Sarı adamdan nefret ediyorum.

“Evet yeter,” diyor. Terli parayı alıp kasasına koyuyor.

Hızlıca oradan ayrılmak için dönerken arkamdan bağırıyor.

“Para üstünü unuttun!”

Dönüp bakıyorum Sarı adama. Yüzümün pancar gibi kızardığını biliyorum. Orada yok olmak tek dileğim. Özür dilerim deyip geri yürümek, mahcup bakışlar ve gülümsemelerle parayı alıp geri eve yollanmak. Ödümü patlatıyor bu.

Topuklarıma vura vura kaçıyorum bakkaldan.

Yolda yok olmak istiyorum. Her şeyin kırılgan dünyasında milyonlarca ayağı olan bir örümcek gibi hissediyorum kendimi; bacaklarını kullanmayı bilmiyor, hepsi birbirine dolanıp duruyor, göbeği yerde sürünüyor, dişleri çürük, saçları dökülmüş ve memeleri yeni çıkmasına rağmen utançla gizlenmeliymiş. Öyle hissediyorum. Anneme kızıyorum bakkala yolladığı için. Babama sövüyorum beni döllediği için. Tanrıyı boğazlamak istiyorum beni böyle hastalıklı yarattığı için.

Evin merdivenlerinde oturup ağlıyorum. Koşarken poşet delinmiş ve ekmek düşmüş. Gözlerim olağanca şişik. Sessizce ağlıyorum. Gören oynamaktan sıkılmış bir kız çocuğu görüyor. Bunu gösterebilmek için çabalıyorum gizlediğim sümüklü burnumla.

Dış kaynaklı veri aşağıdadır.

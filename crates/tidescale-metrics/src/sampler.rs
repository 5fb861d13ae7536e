//! Turns one metrics snapshot into one aggregate demand figure.
//!
//! Unparsable rates count as zero for their node. A node reporting either
//! rate above the sanity ceiling is dropped from the tick entirely; the
//! remaining nodes are still aggregated.

use std::sync::Arc;

use thiserror::Error;
use tracing::{debug, warn};

use tidescale_core::{AggregateDemand, CollaboratorError, MetricsSource, NodeRates, Sample};

/// Why a snapshot could not be reduced to a demand figure.
#[derive(Debug, Error, PartialEq, Eq)]
pub enum AggregateError {
    #[error("no nodes reported rates")]
    NoNodes,

    #[error("all {0} reporting nodes exceeded the sanity ceiling")]
    AllDiscarded(usize),
}

/// Failure producing a demand figure for a tick.
#[derive(Debug, Error)]
pub enum SampleError {
    #[error("metrics source failed: {0}")]
    Source(#[from] CollaboratorError),

    #[error(transparent)]
    Aggregate(#[from] AggregateError),
}

/// Parse a reported rate. Anything that is not a finite, non-negative
/// number contributes zero.
pub fn parse_rate(raw: &str) -> f64 {
    match raw.trim().parse::<f64>() {
        Ok(v) if v.is_finite() && v >= 0.0 => v,
        _ => 0.0,
    }
}

/// Parse every node in a snapshot.
pub fn parse_samples(rates: &NodeRates) -> Vec<Sample> {
    rates
        .iter()
        .map(|(node_id, raw)| Sample {
            node_id: node_id.clone(),
            read_rate: parse_rate(&raw.read),
            write_rate: parse_rate(&raw.write),
        })
        .collect()
}

/// Average read and write rates across the nodes within `sanity_ceiling`.
pub fn aggregate(rates: &NodeRates, sanity_ceiling: f64) -> Result<AggregateDemand, AggregateError> {
    if rates.is_empty() {
        return Err(AggregateError::NoNodes);
    }

    let mut sum_read = 0.0;
    let mut sum_write = 0.0;
    let mut nodes = 0usize;
    let mut discarded = 0usize;

    for sample in parse_samples(rates) {
        if sample.read_rate > sanity_ceiling || sample.write_rate > sanity_ceiling {
            warn!(
                node = %sample.node_id,
                read = sample.read_rate,
                write = sample.write_rate,
                ceiling = sanity_ceiling,
                "discarding outlier reading"
            );
            discarded += 1;
            continue;
        }
        debug!(
            node = %sample.node_id,
            read = sample.read_rate,
            write = sample.write_rate,
            "node rates"
        );
        sum_read += sample.read_rate;
        sum_write += sample.write_rate;
        nodes += 1;
    }

    if nodes == 0 {
        return Err(AggregateError::AllDiscarded(discarded));
    }

    Ok(AggregateDemand {
        avg_read: sum_read / nodes as f64,
        avg_write: sum_write / nodes as f64,
        nodes,
        discarded,
    })
}

/// Pulls a snapshot from the metrics source and aggregates it.
#[derive(Clone)]
pub struct Sampler {
    source: Arc<dyn MetricsSource>,
    sanity_ceiling: f64,
}

impl Sampler {
    pub fn new(source: Arc<dyn MetricsSource>, sanity_ceiling: f64) -> Self {
        Self {
            source,
            sanity_ceiling,
        }
    }

    pub async fn sample(&self) -> Result<AggregateDemand, SampleError> {
        let rates = self.source.node_rates().await?;
        let demand = aggregate(&rates, self.sanity_ceiling)?;
        debug!(
            avg_read = demand.avg_read,
            avg_write = demand.avg_write,
            nodes = demand.nodes,
            discarded = demand.discarded,
            "aggregated demand"
        );
        Ok(demand)
    }
}
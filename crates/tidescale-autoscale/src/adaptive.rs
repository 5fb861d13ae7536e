//! Adaptive variant: threshold-triggered scale-out plus vertical control of
//! the per-node bandwidth ceiling.
//!
//! Two history windows smooth demand: the short up window reacts quickly
//! and drives the frozen exit and ceiling increases; the longer down window
//! drives the scale-out trigger and ceiling decreases. A scale-out swaps in
//! the wide band so the ceiling does not chase the transient while new
//! nodes join; leaving FROZEN restores the narrow band.

use tracing::{debug, info, warn};

use tidescale_core::config::AdaptivePolicy;
use tidescale_core::{
    BandFactors, BoxFuture, EngineConfig, EngineState, EngineStatus, LedgerEntry, Variant,
};
use tidescale_metrics::Smoothing;

use crate::engine::{Collaborators, Engine, EngineCore, TickReport, Transition, VerticalAction};

pub struct AdaptiveEngine {
    core: EngineCore,
    policy: AdaptivePolicy,
    band: BandFactors,
}

impl AdaptiveEngine {
    pub fn new(config: EngineConfig, policy: AdaptivePolicy, collaborators: Collaborators) -> Self {
        let smoothing = Smoothing::dual(policy.up_history_len, policy.down_history_len);
        Self {
            core: EngineCore::new(config, collaborators, smoothing),
            band: policy.narrow,
            policy,
        }
    }

    async fn run_tick(&mut self) -> TickReport {
        let started = self.core.state;
        if self.core.observe().await.is_none() {
            return self.core.skip_tick();
        }
        let (Some(up), Some(down)) = (self.core.smoothing.up_mean(), self.core.smoothing.down_mean())
        else {
            return self.core.skip_tick();
        };

        let mut transition = None;
        match started {
            EngineState::Active => {
                if down >= self.policy.reserve_bw_limit && self.core.scale_out().await {
                    self.band = self.policy.wide;
                    transition = Some(Transition::ActiveToFrozen);
                }
            }
            EngineState::Frozen => {
                if self.core.check_frozen_exit(up).await {
                    self.band = self.policy.narrow;
                    transition = Some(Transition::FrozenToActive);
                }
            }
        }

        let vertical = self.vertical_control(up, down).await;

        self.core.account();
        self.core.report(transition, vertical, true)
    }

    /// At most one ceiling change per tick; raising wins over lowering.
    async fn vertical_control(&mut self, up: f64, down: f64) -> VerticalAction {
        let from = self.core.ceiling;
        let band = self.band;
        let cap = self.policy.scale_bw_limit;

        let (to, raising) = if up * band.up_check_factor > from {
            ((up * band.up_factor).clamp(0.0, cap), true)
        } else if down * band.down_check_factor < from {
            ((down * band.down_factor).clamp(0.0, cap), false)
        } else {
            debug!(
                ceiling = from,
                low = from / band.down_check_factor,
                high = from / band.up_check_factor,
                "demand within band"
            );
            return VerticalAction::Unchanged;
        };

        match self.core.apply_ceiling(to).await {
            Ok(()) if raising => {
                info!(state = %self.core.state, up, from, to, "bandwidth ceiling raised");
                VerticalAction::Raised { from, to }
            }
            Ok(()) => {
                info!(state = %self.core.state, down, from, to, "bandwidth ceiling lowered");
                VerticalAction::Lowered { from, to }
            }
            Err(e) => {
                warn!(error = %e, from, to, "bandwidth ceiling change failed");
                VerticalAction::Failed { target: to }
            }
        }
    }
}

impl Engine for AdaptiveEngine {
    fn variant(&self) -> Variant {
        Variant::Adaptive
    }

    fn tick(&mut self) -> BoxFuture<'_, TickReport> {
        Box::pin(self.run_tick())
    }

    fn finish_scale_out(&mut self) -> BoxFuture<'_, ()> {
        Box::pin(self.core.finish_scale_out())
    }

    fn status(&self) -> EngineStatus {
        self.core.status(Variant::Adaptive)
    }

    fn ledger(&self) -> LedgerEntry {
        self.core.ledger()
    }

    fn config(&self) -> &EngineConfig {
        &self.core.config
    }
}

#[cfg(test)]
mod tests {
    use super::*;
    use std::sync::atomic::Ordering;

    use tidescale_core::TidescaleConfig;
    use tidescale_core::config::PolicyConfig;

    use crate::testing::{FakeMetrics, Harness, engine_config};

    fn adaptive_engine(harness: &Harness, edit: impl FnOnce(&mut TidescaleConfig)) -> AdaptiveEngine {
        let config = engine_config(Variant::Adaptive, edit);
        let PolicyConfig::Adaptive(policy) = config.policy.clone() else {
            unreachable!("adaptive config");
        };
        AdaptiveEngine::new(config, policy, harness.collaborators())
    }

    #[tokio::test]
    async fn demand_above_band_raises_ceiling() {
        let harness = Harness::new(FakeMetrics::uniform(4, 10.0, 4.0));
        let mut engine = adaptive_engine(&harness, |c| c.engine.adaptive.reserve_bw = 15.0);

        let report = engine.tick().await;

        // 10 * 2.0 = 20 > 15, so min(10 * 3.0, 120)
        assert_eq!(report.vertical, VerticalAction::Raised { from: 15.0, to: 30.0 });
        assert_eq!(engine.status().ceiling_mbps, 30.0);
        assert_eq!(harness.controller.limit_calls(), vec!["30".to_string()]);
    }

    #[tokio::test]
    async fn raised_ceiling_is_capped() {
        let harness = Harness::new(FakeMetrics::uniform(4, 29.0, 1.0));
        let mut engine = adaptive_engine(&harness, |c| c.engine.adaptive.scale_bw_limit = 50.0);

        let report = engine.tick().await;

        assert_eq!(report.vertical, VerticalAction::Raised { from: 20.0, to: 50.0 });
    }

    #[tokio::test]
    async fn idle_demand_lowers_ceiling() {
        let harness = Harness::new(FakeMetrics::uniform(4, 2.0, 1.0));
        let mut engine = adaptive_engine(&harness, |_| {});

        let report = engine.tick().await;

        // up: 2 * 2.0 = 4 <= 20; down: 2 * 3.5 = 7 < 20, so 2 * 1.5
        assert_eq!(report.vertical, VerticalAction::Lowered { from: 20.0, to: 3.0 });
        assert_eq!(engine.status().ceiling_mbps, 3.0);
    }

    #[tokio::test]
    async fn demand_inside_band_leaves_ceiling() {
        let harness = Harness::new(FakeMetrics::uniform(4, 8.0, 1.0));
        let mut engine = adaptive_engine(&harness, |_| {});

        // up: 16 <= 20; down: 28 >= 20
        let report = engine.tick().await;
        assert_eq!(report.vertical, VerticalAction::Unchanged);
        assert!(harness.controller.limit_calls().is_empty());
    }

    #[tokio::test]
    async fn refused_limit_keeps_old_ceiling() {
        let harness = Harness::new(FakeMetrics::uniform(4, 10.0, 4.0));
        harness.controller.fail_limits.store(true, Ordering::SeqCst);
        let mut engine = adaptive_engine(&harness, |_| {});

        let report = engine.tick().await;

        assert_eq!(report.vertical, VerticalAction::Failed { target: 30.0 });
        assert_eq!(engine.status().ceiling_mbps, 20.0);
        assert_eq!(report.ledger.allocation_mb, 80.0);
    }

    #[tokio::test]
    async fn smoothed_down_demand_triggers_scale_out_and_widens_band() {
        let harness = Harness::new(FakeMetrics::uniform(4, 40.0, 5.0));
        let mut engine = adaptive_engine(&harness, |_| {});

        let report = engine.tick().await;

        assert_eq!(report.transition, Some(Transition::ActiveToFrozen));
        assert_eq!(harness.controller.scale_out_calls(), vec![2]);
        assert_eq!(engine.status().replicas, 6);
        assert_eq!(engine.band, engine.policy.wide);
        // the wide band applies to this tick's vertical decision: 40 * 4.0 capped at 120
        assert_eq!(report.vertical, VerticalAction::Raised { from: 20.0, to: 120.0 });
    }

    #[tokio::test]
    async fn no_second_scale_out_while_settling() {
        let harness = Harness::new(FakeMetrics::uniform(4, 40.0, 5.0));
        let mut engine = adaptive_engine(&harness, |c| {
            c.engine.adaptive.low_bound = 100.0;
            c.engine.adaptive.check_balance_window = 0;
        });

        engine.tick().await;
        // frozen exit on the next tick: 40 <= 100, streak 1 > 0
        let exit = engine.tick().await;
        assert_eq!(exit.transition, Some(Transition::FrozenToActive));
        assert_eq!(engine.band, engine.policy.narrow);

        // scale-out from the first trigger has not settled yet
        let suppressed = engine.tick().await;
        assert_eq!(suppressed.transition, None);
        assert_eq!(harness.controller.scale_out_calls().len(), 1);

        engine.finish_scale_out().await;
        let again = engine.tick().await;
        assert_eq!(again.transition, Some(Transition::ActiveToFrozen));
        assert_eq!(harness.controller.scale_out_calls().len(), 2);
        assert_eq!(engine.status().replicas, 8);
    }

    #[tokio::test]
    async fn failed_sample_restarts_cooldown() {
        let harness = Harness::new(FakeMetrics::uniform(4, 40.0, 5.0));
        let mut engine = adaptive_engine(&harness, |c| c.engine.adaptive.low_bound = 100.0);
        engine.tick().await;
        assert_eq!(engine.status().state, EngineState::Frozen);
        engine.finish_scale_out().await;

        // window 3: streaks 1..=3 stay frozen
        for _ in 0..3 {
            engine.tick().await;
        }
        assert_eq!(engine.status().frozen_streak, 3);

        harness.metrics.fail();
        let skipped = engine.tick().await;
        assert!(!skipped.sampled);
        assert_eq!(skipped.vertical, VerticalAction::Unchanged);
        assert_eq!(engine.status().frozen_streak, 0);

        harness.metrics.set_uniform(4, 40.0, 5.0);
        let report = engine.tick().await;
        assert_eq!(report.transition, None);
        assert_eq!(report.state, EngineState::Frozen);
        assert_eq!(engine.status().frozen_streak, 1);
    }

    #[tokio::test]
    async fn failed_sample_keeps_active_streak_at_zero() {
        let harness = Harness::new(FakeMetrics::uniform(4, 8.0, 1.0));
        let mut engine = adaptive_engine(&harness, |_| {});
        engine.tick().await;

        harness.metrics.fail();
        engine.tick().await;
        let status = engine.status();
        assert_eq!(status.state, EngineState::Active);
        assert_eq!(status.active_streak, 0);
        assert_eq!(status.frozen_streak, 0);
    }

    #[tokio::test]
    async fn frozen_exit_uses_fast_window() {
        let harness = Harness::new(FakeMetrics::uniform(4, 40.0, 5.0));
        let mut engine = adaptive_engine(&harness, |_| {});
        engine.tick().await;
        assert_eq!(engine.status().state, EngineState::Frozen);
        engine.finish_scale_out().await;

        // up window (3) forgets the spike after three quiet ticks, the
        // down window (5) still remembers it
        harness.metrics.set_uniform(6, 5.0, 5.0);
        for _ in 0..3 {
            engine.tick().await;
        }
        let status = engine.status();
        assert_eq!(status.smoothed_up, Some(5.0));
        assert_eq!(status.smoothed_down, Some(13.75));
        assert_eq!(status.frozen_streak, 3);

        let report = engine.tick().await;
        assert_eq!(report.transition, Some(Transition::FrozenToActive));
    }
}
//! tidescale-core — shared vocabulary for the tidescale autoscaler.
//!
//! Holds the domain types passed between the sampler, the engine and the
//! collaborator clients, the narrow collaborator traits the engine drives,
//! and the TOML configuration model that freezes into an [`EngineConfig`].

pub mod collaborator;
pub mod config;
pub mod error;
pub mod types;

pub use collaborator::*;
pub use config::{EngineConfig, TidescaleConfig};
pub use error::{CollabResult, CollaboratorError, ConfigError};
pub use types::*;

Neden? Güzel soru. Hep soru dolu etrafımda. Sanki sorulardan oluşmuş bir evden gibiyim. Etrafımda dönüyorlar, başı boş asteroitler çarpıyor, bir yerde güneşler patlıyor kafamda, dünyalar doğuyor, kuyruklu yıldızlar soru dolu dünyamı boyuyor.

Sorular. Cevap bekleyen kocaman soru evreniyim ben. Dizlerimi kendime daha çok yaklaştırıyorum. Annem beni böyle görse üzülür. Babam başımı okşar mı bilmem ama beni içeri alacağını biliyorum.

İnsanların için de ağlamak olmaz. Sana ağlaman için soğuk bir oda yaptık. İçinde oyuncakların var. Ellerini tutacağın bez bebeklerin, yatağın ve rutubet tutmuş duvarları var. En iyisi sen orada ağla.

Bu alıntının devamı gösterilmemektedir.